## WHAT THE EXERCISE ASKS
An exact copy of all the data is the required output.
== STUDY MATERIAL
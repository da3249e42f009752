use axum::http::StatusCode;
use axum::response::{IntoResponse, Response};
use thiserror::Error;

use trefla_store::StoreError;

#[derive(Debug, Error)]
pub enum ServerError {
    /// Bad input; nothing was written.
    #[error("{0}")]
    Validation(String),

    #[error("{0}")]
    NotFound(String),

    #[error("{0}")]
    Permission(String),

    /// A concurrent change to the same card won the race.
    #[error("{0}")]
    Conflict(String),

    #[error("Database error: {0}")]
    Store(StoreError),

    #[error("Internal error: {0}")]
    Internal(String),
}

impl From<StoreError> for ServerError {
    fn from(e: StoreError) -> Self {
        match e {
            StoreError::NotFound => ServerError::NotFound("Record not found".into()),
            StoreError::VersionConflict { card_number, .. } => ServerError::Conflict(format!(
                "Card {card_number} was changed by another request, try again"
            )),
            other => ServerError::Store(other),
        }
    }
}

impl IntoResponse for ServerError {
    fn into_response(self) -> Response {
        let (status, message) = match &self {
            ServerError::Validation(_) => (StatusCode::BAD_REQUEST, self.to_string()),
            ServerError::NotFound(_) => (StatusCode::NOT_FOUND, self.to_string()),
            ServerError::Permission(_) => (StatusCode::FORBIDDEN, self.to_string()),
            ServerError::Conflict(_) => (StatusCode::CONFLICT, self.to_string()),
            ServerError::Store(e) => {
                tracing::error!(error = %e, "Store failure");
                (StatusCode::INTERNAL_SERVER_ERROR, "Database error".to_string())
            }
            ServerError::Internal(e) => {
                tracing::error!(error = %e, "Internal failure");
                (StatusCode::INTERNAL_SERVER_ERROR, "Internal server error".to_string())
            }
        };

        let body = serde_json::json!({
            "status": false,
            "message": message,
        });

        (status, axum::Json(body)).into_response()
    }
}

#[cfg(test)]
mod tests {
    use super::*;

    #[test]
    fn store_errors_map_to_domain_errors() {
        assert!(matches!(
            ServerError::from(StoreError::NotFound),
            ServerError::NotFound(_)
        ));
        let conflict = StoreError::VersionConflict {
            card_number: "Q1".into(),
            expected: 3,
        };
        assert!(matches!(ServerError::from(conflict), ServerError::Conflict(_)));
    }

    #[test]
    fn status_codes() {
        let cases = [
            (ServerError::Validation("x".into()), StatusCode::BAD_REQUEST),
            (ServerError::Permission("x".into()), StatusCode::FORBIDDEN),
            (ServerError::Conflict("x".into()), StatusCode::CONFLICT),
            (ServerError::Internal("x".into()), StatusCode::INTERNAL_SERVER_ERROR),
        ];
        for (err, status) in cases {
            assert_eq!(err.into_response().status(), status);
        }
    }
}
====
## RESPONSE TO THE TASK
repository da3249e42f009752
use axum::http::StatusCode;
use axum::response::{IntoResponse, Response};
use thiserror::Error;

use trefla_store::StoreError;

#[derive(Debug, Error)]
pub enum ServerError {
    /// Bad input; nothing was written.
    #[error("{0}")]
    Validation(String),

    #[error("{0}")]
    NotFound(String),

    #[error("{0}")]
    Permission(String),

    /// A concurrent change to the same card won the race.
    #[error("{0}")]
    Conflict(String),

    #[error("Database error: {0}")]
    Store(StoreError),

    #[error("Internal error: {0}")]
    Internal(String),
}

impl From<StoreError> for ServerError {
    fn from(e: StoreError) -> Self {
        match e {
            StoreError::NotFound => ServerError::NotFound("Record not found".into()),
            StoreError::VersionConflict { card_number, .. } => ServerError::Conflict(format!(
                "Card {card_number} was changed by another request, try again"
            )),
            other => ServerError::Store(other),
        }
    }
}

impl IntoResponse for ServerError {
    fn into_response(self) -> Response {
        let (status, message) = match &self {
            ServerError::Validation(_) => (StatusCode::BAD_REQUEST, self.to_string()),
            ServerError::NotFound(_) => (StatusCode::NOT_FOUND, self.to_string()),
            ServerError::Permission(_) => (StatusCode::FORBIDDEN, self.to_string()),
            ServerError::Conflict(_) => (StatusCode::CONFLICT, self.to_string()),
            ServerError::Store(e) => {
                tracing::error!(error = %e, "Store failure");
                (StatusCode::INTERNAL_SERVER_ERROR, "Database error".to_string())
            }
            ServerError::Internal(e) => {
                tracing::error!(error = %e, "Internal failure");
                (StatusCode::INTERNAL_SERVER_ERROR, "Internal server error".to_string())
            }
        };

        let body = serde_json::json!({
            "status": false,
            "message": message,
        });

        (status, axum::Json(body)).into_response()
    }
}

#[cfg(test)]
mod tests {
    use super::*;

    #[test]
    fn store_errors_map_to_domain_errors() {
        assert!(matches!(
            ServerError::from(StoreError::NotFound),
            ServerError::NotFound(_)
        ));
        let conflict = StoreError::VersionConflict {
            card_number: "Q1".into(),
            expected: 3,
        };
        assert!(matches!(ServerError::from(conflict), ServerError::Conflict(_)));
    }

    #[test]
    fn status_codes() {
        let cases = [
            (ServerError::Validation("x".into()), StatusCode::BAD_REQUEST),
            (ServerError::Permission("x".into()), StatusCode::FORBIDDEN),
            (ServerError::Conflict("x".into()), StatusCode::CONFLICT),
            (ServerError::Internal("x".into()), StatusCode::INTERNAL_SERVER_ERROR),
        ];
        for (err, status) in cases {
            assert_eq!(err.into_response().status(), status);
        }
    }
}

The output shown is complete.